Behind-the-scenes ALIAS expansion throws a wrench into the works here. If the result of a lookup can be different at different times (such as when the list of IP addresses for the usasearch-elb.ec2.aws.com ALIAS changes), then the RRSIG itself might need to be recomputed at any moment. This isn’t practical for DNS services that may be serving hundreds of thousands or millions of requests per minute.

So we had to rummage around the Internet for help. A lot. We learned this issue was at the forefront of the minds of some Very Smart People working on IETF-related projects, and so we went to the people who were proposing a solution: PowerDNS, an open-source DNS software provider based in The Netherlands.

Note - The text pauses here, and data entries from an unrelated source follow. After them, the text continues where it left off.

//! Long-lived image I/O context.

use std::path::Path;

use tracing::warn;

use crate::cache::EncoderCache;
use crate::config::CodecConfig;
use crate::decode::{DecodeRequest, ReadMode};
use crate::encode::{EncodeOutput, EncodeRequest};
use crate::params::Params;
use crate::pixel::{PixelBuffer, PixelView};
use crate::stats::{DispatchCounters, DispatchStats};
use crate::{CodecError, CodecRegistry, ImageFormat};

/// Owns a registry, configuration, encoder cache and counters, and exposes
/// the file and in-memory decode/encode entry points.
///
/// Decoding takes `&self`. Encoding takes `&mut self` because it may reuse
/// or replace cached hardware encoder sessions; wrap the context in a
/// `Mutex` to encode from several threads.
///
/// # Example
///
/// ```no_run
/// use zenimgio::{ImageIo, ReadMode, Params};
///
/// let mut io = ImageIo::new();
/// let image = io.read("in.jpg", ReadMode::Color)?;
/// io.write("out.png", image.as_view(), &Params::new())?;
/// # Ok::<(), zenimgio::CodecError>(())
/// ```
#[derive(Debug)]
pub struct ImageIo {
    registry: CodecRegistry,
    config: CodecConfig,
    cache: EncoderCache,
    stats: DispatchStats,
}

impl Default for ImageIo {
    fn default() -> Self {
        Self::new()
    }
}

impl ImageIo {
    /// Platform registry and default configuration.
    pub fn new() -> Self {
        Self::with_registry(CodecRegistry::platform())
    }

    pub fn with_registry(registry: CodecRegistry) -> Self {
        Self {
            registry,
            config: CodecConfig::default(),
            cache: EncoderCache::new(),
            stats: DispatchStats::new(),
        }
    }

    pub fn with_config(mut self, config: CodecConfig) -> Self {
        self.config = config;
        self
    }

    pub fn registry(&self) -> &CodecRegistry {
        &self.registry
    }

    pub fn config(&self) -> &CodecConfig {
        &self.config
    }

    pub fn cache(&self) -> &EncoderCache {
        &self.cache
    }

    /// Drop every cached encoder session.
    pub fn clear_cache(&mut self) {
        self.cache.clear();
    }

    pub fn stats(&self) -> DispatchCounters {
        self.stats.snapshot()
    }

    /// Read and decode a file.
    pub fn read(&self, path: impl AsRef<Path>, mode: ReadMode) -> Result<PixelBuffer, CodecError> {
        let path = path.as_ref();
        let data = std::fs::read(path).inspect_err(|e| {
            warn!(path = %path.display(), error = %e, "could not open image file");
        })?;
        if data.is_empty() {
            warn!(path = %path.display(), "image file is empty");
            return Err(CodecError::EmptyInput);
        }
        self.decode(&data, mode)
    }

    /// Decode encoded bytes.
    pub fn decode(&self, data: &[u8], mode: ReadMode) -> Result<PixelBuffer, CodecError> {
        DecodeRequest::new(data)
            .with_mode(mode)
            .with_registry(&self.registry)
            .with_codec_config(&self.config)
            .with_stats(&self.stats)
            .decode()
    }

    /// Decode with the integer mode flag (-1, 0, 1).
    pub fn decode_flag(&self, data: &[u8], flag: i32) -> Result<PixelBuffer, CodecError> {
        self.decode(data, ReadMode::try_from(flag)?)
    }

    /// Encode to the format implied by `path`'s extension and write the file.
    ///
    /// The extension is checked before any pixel is touched; nothing is
    /// written unless encoding succeeds.
    pub fn write(
        &mut self,
        path: impl AsRef<Path>,
        view: PixelView<'_>,
        params: &Params,
    ) -> Result<(), CodecError> {
        let path = path.as_ref();
        self.request(EncodeRequest::for_path(path)?, params)
            .write_file(view, path)
    }

    /// Encode to the format named by `ext` and append to `sink`.
    pub fn encode(
        &mut self,
        ext: &str,
        view: PixelView<'_>,
        sink: &mut Vec<u8>,
        params: &Params,
    ) -> Result<(), CodecError> {
        self.request(EncodeRequest::from_extension(ext)?, params)
            .encode_into(view, sink)
    }

    /// Encode to `format`, returning the output and the adapter that made it.
    pub fn encode_format(
        &mut self,
        format: ImageFormat,
        view: PixelView<'_>,
        params: &Params,
    ) -> Result<EncodeOutput, CodecError> {
        self.request(EncodeRequest::new(format), params).encode(view)
    }

    fn request<'a>(
        &'a mut self,
        request: EncodeRequest<'a>,
        params: &'a Params,
    ) -> EncodeRequest<'a> {
        request
            .with_params(params)
            .with_registry(&self.registry)
            .with_codec_config(&self.config)
            .with_cache(&mut self.cache)
            .with_stats(&self.stats)
    }
}
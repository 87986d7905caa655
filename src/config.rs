//! Codec configuration and re-exports.
//!
//! [`CodecConfig`] bundles the defaults the dispatchers fall back to when a
//! request does not override them.

use crate::limits::Limits;
use crate::params::DEFAULT_JPEG_QUALITY;

/// PNG configuration types from png crate.
#[cfg(feature = "png")]
pub mod png_codec {
    pub use png::{Compression, Filter};
}

/// Defaults applied by [`ImageIo`](crate::ImageIo) and the request builders.
///
/// # Example
///
/// ```
/// use zenimgio::{CodecConfig, Limits};
///
/// let config = CodecConfig::default()
///     .with_jpeg_quality(85)
///     .with_auto_orient(false)
///     .with_limits(Limits::none().with_max_pixels(64 * 1024 * 1024));
/// assert_eq!(config.default_jpeg_quality, 85);
/// ```
#[derive(Clone, Debug)]
#[non_exhaustive]
pub struct CodecConfig {
    /// JPEG quality when the parameter list has none.
    pub default_jpeg_quality: i32,

    /// PNG compression level.
    #[cfg(feature = "png")]
    pub png_compression: Option<png::Compression>,

    /// PNG filter strategy.
    #[cfg(feature = "png")]
    pub png_filter: Option<png::Filter>,

    /// Apply the EXIF orientation after a software decode.
    pub auto_orient: bool,

    /// Resource limits.
    pub limits: Limits,
}

impl Default for CodecConfig {
    fn default() -> Self {
        Self {
            default_jpeg_quality: DEFAULT_JPEG_QUALITY,
            #[cfg(feature = "png")]
            png_compression: None,
            #[cfg(feature = "png")]
            png_filter: None,
            auto_orient: true,
            limits: Limits::none(),
        }
    }
}

impl CodecConfig {
    pub fn with_jpeg_quality(mut self, quality: i32) -> Self {
        self.default_jpeg_quality = quality;
        self
    }

    /// Set PNG compression level.
    #[cfg(feature = "png")]
    pub fn with_png_compression(mut self, compression: png::Compression) -> Self {
        self.png_compression = Some(compression);
        self
    }

    /// Set PNG filter strategy.
    #[cfg(feature = "png")]
    pub fn with_png_filter(mut self, filter: png::Filter) -> Self {
        self.png_filter = Some(filter);
        self
    }

    pub fn with_auto_orient(mut self, enabled: bool) -> Self {
        self.auto_orient = enabled;
        self
    }

    pub fn with_limits(mut self, limits: Limits) -> Self {
        self.limits = limits;
        self
    }
}

#[cfg(test)]
mod tests {
    use super::*;

    #[test]
    fn defaults() {
        let config = CodecConfig::default();
        assert_eq!(config.default_jpeg_quality, 95);
        assert!(config.auto_orient);
        assert_eq!(config.limits, Limits::none());
    }
}
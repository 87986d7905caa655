//! PBM/PGM/PPM decoder using the `image` crate. There is no PNM encoder.

use std::io::Cursor;

use image::codecs::pnm::PnmDecoder;

use super::RawImage;
use crate::{CodecError, ImageFormat, Limits};

/// Decode binary or ASCII PNM to gray or RGB samples.
pub(crate) fn decode(data: &[u8], limits: &Limits) -> Result<RawImage, CodecError> {
    let decoder = PnmDecoder::new(Cursor::new(data))
        .map_err(|e| CodecError::from_codec(ImageFormat::Pnm, e))?;
    super::read_image_crate(decoder, ImageFormat::Pnm, limits)
}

Peter van Dijk, one of PowerDNS’ software developers, confirmed the realizations that we’d had:

  • ALIAS resolution is a useful feature that works by dynamically changing the record values in a zone
  • DNSSEC doesn’t work for zones whose contents change dynamically
  • Most of the time, ALIAS expansion continues to return the same results
  • Most of the time, therefore, correct DNSSEC signatures will continue to be correct

Peter then suggested a very simple improvement to the PowerDNS software that could solve our problem: adding the ability for a DNS server to expand ALIAS records (which it already supported) into A records during a zone transfer, or AXFR.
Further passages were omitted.